Super, że tym razem zdjęli
Niby płacimy na NFZ a tak na prawdę jak cos się stanie to trzeba wszędzie iść prywatnie...Bo co taka rehabilitacja da po 1-1,5 roku?
Cieszymy się, że się podoba. Wiem, że póki co jest w sumie tylko o Pieszczoszku, ale chciałam opowiedzieć historię od początku, a Pieszczoch 10 miesięcy był sam... Z każdym postem będzie jednak coraz bliżej
Moja ręka minimalnie się prostuje czyli nie jest najgorzej, ale jednak przede mną dość długa droga...
Asiu jeśli masz ubezp. w Medicoverze to korzystaj kochana! Tak się na dniach dostaniesz na rehabilitację
Tylko musisz pójść do lekarza który ma podpisaną umowę z Medicoverem, albo ich lekarza w ich firmie (nie wiem jak tam u Ciebie jest) i on musi dać zlecenie na rehabilitację. Już się zapisuj i działaj. Jest jeszcze nadzieja
Wiem, wiem, zapisałam się do ortopedy na 14.10, bo wcześniej są tylko wizyty do kolesia, który nie zauważył złamania na rtg... Może coś się zwolni wcześniej, zobaczę. Mam już też liste przychodni, z którymi mają umowę, jeśli chodzi o rehabilitację. Może się uda
To super Jak jest taka możliwość to dlaczego by nie skorzystać?

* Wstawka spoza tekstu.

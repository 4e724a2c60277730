//! Attachment variants.
//!
//! Attachments are stored in the skeleton's arena and referenced from slots
//! by [`AttachmentId`]. Dispatch is a closed `match`, never a trait object.

use std::sync::Arc;

use skein_core::Handle;

use super::{Bone, Color};

/// Stable identity of an attachment inside a skeleton.
pub type AttachmentId = Handle<Attachment>;

/// Triangulation shared by every region attachment.
pub const QUAD_TRIANGLES: [u16; 6] = [0, 1, 2, 2, 3, 0];

/// Number of world-vertex floats produced by a region attachment.
pub const QUAD_VERTEX_FLOATS: usize = 8;

/// Opaque texture identity. Residency is the batcher's concern.
#[derive(Clone, Copy, Debug, Default, PartialEq, Eq, Hash)]
pub struct TextureId(pub u32);

/// Sub-rectangle of a texture in normalized coordinates.
#[derive(Clone, Copy, Debug, PartialEq)]
pub struct TextureRegion {
    /// Texture the region lives in.
    pub texture: TextureId,
    /// Left edge.
    pub u: f32,
    /// Top edge.
    pub v: f32,
    /// Right edge.
    pub u2: f32,
    /// Bottom edge.
    pub v2: f32,
}

impl TextureRegion {
    /// Region covering the whole texture.
    #[must_use]
    pub const fn full(texture: TextureId) -> Self {
        Self {
            texture,
            u: 0.0,
            v: 0.0,
            u2: 1.0,
            v2: 1.0,
        }
    }
}

/// Bone-space vertices, optionally weighted to several bones.
///
/// Unweighted data is `x, y` pairs relative to the slot's bone. Weighted data
/// follows the runtime layout: `bones` holds, per vertex, an influence count
/// followed by that many bone indices, and `vertices` holds an `x, y, weight`
/// triple per influence.
#[derive(Clone, Debug, Default, PartialEq)]
pub struct VertexData {
    bones: Option<Vec<usize>>,
    vertices: Vec<f32>,
    world_vertices_length: usize,
}

impl VertexData {
    /// Creates vertex data bound to the slot's bone.
    #[must_use]
    pub fn unweighted(vertices: Vec<f32>) -> Self {
        let world_vertices_length = vertices.len();
        Self {
            bones: None,
            vertices,
            world_vertices_length,
        }
    }

    /// Creates vertex data weighted across bones.
    #[must_use]
    pub fn weighted(bones: Vec<usize>, vertices: Vec<f32>) -> Self {
        let mut vertex_count = 0;
        let mut i = 0;
        while i < bones.len() {
            i = i.saturating_add(bones[i]).saturating_add(1);
            vertex_count += 1;
        }
        Self {
            bones: Some(bones),
            vertices,
            world_vertices_length: vertex_count * 2,
        }
    }

    /// Number of floats written by [`VertexData::compute_world_vertices`].
    #[inline]
    #[must_use]
    pub const fn world_vertices_length(&self) -> usize {
        self.world_vertices_length
    }

    /// Returns true if the data is weighted to several bones.
    #[inline]
    #[must_use]
    pub const fn is_weighted(&self) -> bool {
        self.bones.is_some()
    }

    /// Transforms the vertices into skeleton space.
    ///
    /// `deform` holds per-vertex offsets from the slot (`x, y` per
    /// unweighted vertex or per weighted influence). A deform of any other
    /// length is ignored. `out` must hold at least `world_vertices_length`
    /// floats.
    ///
    /// Returns false if the data is malformed: an odd float count, a bone
    /// index outside `bones`, or influences missing from `vertices`. `out`
    /// is then partially written and must not be drawn.
    pub fn compute_world_vertices(
        &self,
        bones: &[Bone],
        slot_bone: &Bone,
        deform: &[f32],
        out: &mut [f32],
    ) -> bool {
        let count = self.world_vertices_length;
        if count % 2 != 0 || out.len() < count {
            return false;
        }

        let Some(weights) = &self.bones else {
            let local = if deform.len() == count { deform } else { &self.vertices };
            if local.len() < count {
                return false;
            }
            for (vertex, world) in local.chunks_exact(2).zip(out[..count].chunks_exact_mut(2)) {
                world[0] = vertex[0] * slot_bone.a + vertex[1] * slot_bone.b + slot_bone.world_x;
                world[1] = vertex[0] * slot_bone.c + vertex[1] * slot_bone.d + slot_bone.world_y;
            }
            return true;
        };

        let deform = if deform.len() == self.vertices.len() / 3 * 2 { deform } else { &[] };
        let mut influences = self.vertices.chunks_exact(3);
        let mut offsets = deform.chunks_exact(2);
        let mut v = 0;
        for world in out[..count].chunks_exact_mut(2) {
            let Some(&n) = weights.get(v) else {
                return false;
            };
            let Some(bone_indices) = weights.get(v + 1..).and_then(|rest| rest.get(..n)) else {
                return false;
            };
            v += n + 1;

            let (mut wx, mut wy) = (0.0, 0.0);
            for &bone_index in bone_indices {
                let (Some(bone), Some(influence)) = (bones.get(bone_index), influences.next()) else {
                    return false;
                };
                let (mut vx, mut vy, weight) = (influence[0], influence[1], influence[2]);
                if let Some(offset) = offsets.next() {
                    vx += offset[0];
                    vy += offset[1];
                }
                wx += (vx * bone.a + vy * bone.b + bone.world_x) * weight;
                wy += (vx * bone.c + vy * bone.d + bone.world_y) * weight;
            }
            world[0] = wx;
            world[1] = wy;
        }
        true
    }
}

/// A textured quad.
#[derive(Clone, Debug)]
pub struct RegionAttachment {
    /// Attachment name, unique within its slot.
    pub name: String,
    /// Texture region sampled by the quad.
    pub region: TextureRegion,
    /// Attachment tint.
    pub color: Color,
    width: f32,
    height: f32,
    offset: [f32; 8],
    uvs: Arc<[f32]>,
    triangles: Arc<[u16]>,
}

impl RegionAttachment {
    /// Creates a quad of `width` x `height` centered on its bone.
    #[must_use]
    pub fn new(name: impl Into<String>, region: TextureRegion, width: f32, height: f32) -> Self {
        let uvs: Arc<[f32]> = Arc::from(
            [
                region.u, region.v2, // BL
                region.u, region.v, // UL
                region.u2, region.v, // UR
                region.u2, region.v2, // BR
            ]
            .as_slice(),
        );
        let mut attachment = Self {
            name: name.into(),
            region,
            color: Color::WHITE,
            width,
            height,
            offset: [0.0; 8],
            uvs,
            triangles: Arc::from(QUAD_TRIANGLES.as_slice()),
        };
        attachment.set_transform(0.0, 0.0, 0.0, 1.0, 1.0);
        attachment
    }

    /// Places the quad relative to its bone. `rotation` is in degrees.
    pub fn set_transform(&mut self, x: f32, y: f32, rotation: f32, scale_x: f32, scale_y: f32) {
        let local_x = -self.width / 2.0 * scale_x;
        let local_y = -self.height / 2.0 * scale_y;
        let local_x2 = local_x + self.width * scale_x;
        let local_y2 = local_y + self.height * scale_y;

        let (sin, cos) = rotation.to_radians().sin_cos();
        let local_x_cos = local_x * cos + x;
        let local_x_sin = local_x * sin;
        let local_y_cos = local_y * cos + y;
        let local_y_sin = local_y * sin;
        let local_x2_cos = local_x2 * cos + x;
        let local_x2_sin = local_x2 * sin;
        let local_y2_cos = local_y2 * cos + y;
        let local_y2_sin = local_y2 * sin;

        self.offset = [
            local_x_cos - local_y_sin,
            local_y_cos + local_x_sin, // BL
            local_x_cos - local_y2_sin,
            local_y2_cos + local_x_sin, // UL
            local_x2_cos - local_y2_sin,
            local_y2_cos + local_x2_sin, // UR
            local_x2_cos - local_y_sin,
            local_y_cos + local_x2_sin, // BR
        ];
    }

    /// Shared UV list, `u, v` per corner.
    #[must_use]
    pub fn uvs(&self) -> &Arc<[f32]> {
        &self.uvs
    }

    /// Shared triangle list.
    #[must_use]
    pub fn triangles(&self) -> &Arc<[u16]> {
        &self.triangles
    }

    /// Transforms the quad corners through `bone` into `out[..8]`.
    pub fn compute_world_vertices(&self, bone: &Bone, out: &mut [f32]) {
        for (corner, world) in self.offset.chunks_exact(2).zip(out.chunks_exact_mut(2)) {
            world[0] = corner[0] * bone.a + corner[1] * bone.b + bone.world_x;
            world[1] = corner[0] * bone.c + corner[1] * bone.d + bone.world_y;
        }
    }
}

/// A textured, possibly weighted, triangle mesh.
#[derive(Clone, Debug)]
pub struct MeshAttachment {
    /// Attachment name, unique within its slot.
    pub name: String,
    /// Texture region the mesh UVs are mapped into.
    pub region: TextureRegion,
    /// Attachment tint.
    pub color: Color,
    /// Bone-space vertices.
    pub vertices: VertexData,
    uvs: Arc<[f32]>,
    triangles: Arc<[u16]>,
}

impl MeshAttachment {
    /// Creates a mesh. `region_uvs` are normalized to the region and get
    /// mapped into texture space here.
    #[must_use]
    pub fn new(
        name: impl Into<String>,
        region: TextureRegion,
        vertices: VertexData,
        region_uvs: &[f32],
        triangles: Vec<u16>,
    ) -> Self {
        let width = region.u2 - region.u;
        let height = region.v2 - region.v;
        let uvs: Vec<f32> = region_uvs
            .chunks_exact(2)
            .flat_map(|uv| [region.u + uv[0] * width, region.v + uv[1] * height])
            .collect();

        Self {
            name: name.into(),
            region,
            color: Color::WHITE,
            vertices,
            uvs: Arc::from(uvs),
            triangles: Arc::from(triangles),
        }
    }

    /// Shared UV list, `u, v` per vertex.
    #[must_use]
    pub fn uvs(&self) -> &Arc<[f32]> {
        &self.uvs
    }

    /// Shared triangle list.
    #[must_use]
    pub fn triangles(&self) -> &Arc<[u16]> {
        &self.triangles
    }
}

/// A clip polygon opened at its own slot.
#[derive(Clone, Debug)]
pub struct ClippingAttachment {
    /// Attachment name.
    pub name: String,
    /// Polygon vertices in bone space.
    pub vertices: VertexData,
    /// Slot index that closes the region. `None` clips to the end of the draw order.
    pub end_slot: Option<usize>,
}

impl ClippingAttachment {
    /// Creates a clipping attachment.
    #[must_use]
    pub fn new(name: impl Into<String>, vertices: VertexData, end_slot: Option<usize>) -> Self {
        Self {
            name: name.into(),
            vertices,
            end_slot,
        }
    }
}

/// A named point, used for effects anchoring. Never rendered.
#[derive(Clone, Debug)]
pub struct PointAttachment {
    /// Attachment name.
    pub name: String,
    /// Local x.
    pub x: f32,
    /// Local y.
    pub y: f32,
    /// Local rotation in degrees.
    pub rotation: f32,
}

/// A hit-test polygon. Never rendered.
#[derive(Clone, Debug)]
pub struct BoundingBoxAttachment {
    /// Attachment name.
    pub name: String,
    /// Polygon vertices in bone space.
    pub vertices: VertexData,
}

/// Anything a slot can hold.
#[derive(Clone, Debug)]
pub enum Attachment {
    /// Textured quad.
    Region(RegionAttachment),
    /// Textured mesh.
    Mesh(MeshAttachment),
    /// Clip region start.
    Clipping(ClippingAttachment),
    /// Anchor point.
    Point(PointAttachment),
    /// Hit-test polygon.
    BoundingBox(BoundingBoxAttachment),
}

impl Attachment {
    /// Attachment name.
    #[must_use]
    pub fn name(&self) -> &str {
        match self {
            Self::Region(a) => &a.name,
            Self::Mesh(a) => &a.name,
            Self::Clipping(a) => &a.name,
            Self::Point(a) => &a.name,
            Self::BoundingBox(a) => &a.name,
        }
    }

    /// Attachment tint. White for kinds without one.
    #[must_use]
    pub const fn color(&self) -> Color {
        match self {
            Self::Region(a) => a.color,
            Self::Mesh(a) => a.color,
            Self::Clipping(_) | Self::Point(_) | Self::BoundingBox(_) => Color::WHITE,
        }
    }

    /// Returns true for attachments that produce triangles.
    #[inline]
    #[must_use]
    pub const fn is_renderable(&self) -> bool {
        matches!(self, Self::Region(_) | Self::Mesh(_))
    }

    /// Number of world-vertex floats this attachment produces.
    #[must_use]
    pub const fn world_vertices_length(&self) -> usize {
        match self {
            Self::Region(_) => QUAD_VERTEX_FLOATS,
            Self::Mesh(a) => a.vertices.world_vertices_length(),
            Self::Clipping(a) => a.vertices.world_vertices_length(),
            Self::BoundingBox(a) => a.vertices.world_vertices_length(),
            Self::Point(_) => 0,
        }
    }
}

A co do NFZ to nie ma się co łudzić to dobrze funkcjonujące przedsiębiorstwo, które ma przynosić dochody a nie leczyć ludzi - taka prawda. Człowiek i jego zdrowie, ba, życie, ma tu mniejsze znaczenie. Ważne aby zestawienie zysków i strat się zgadzał. Brutalne ale prawdziwe!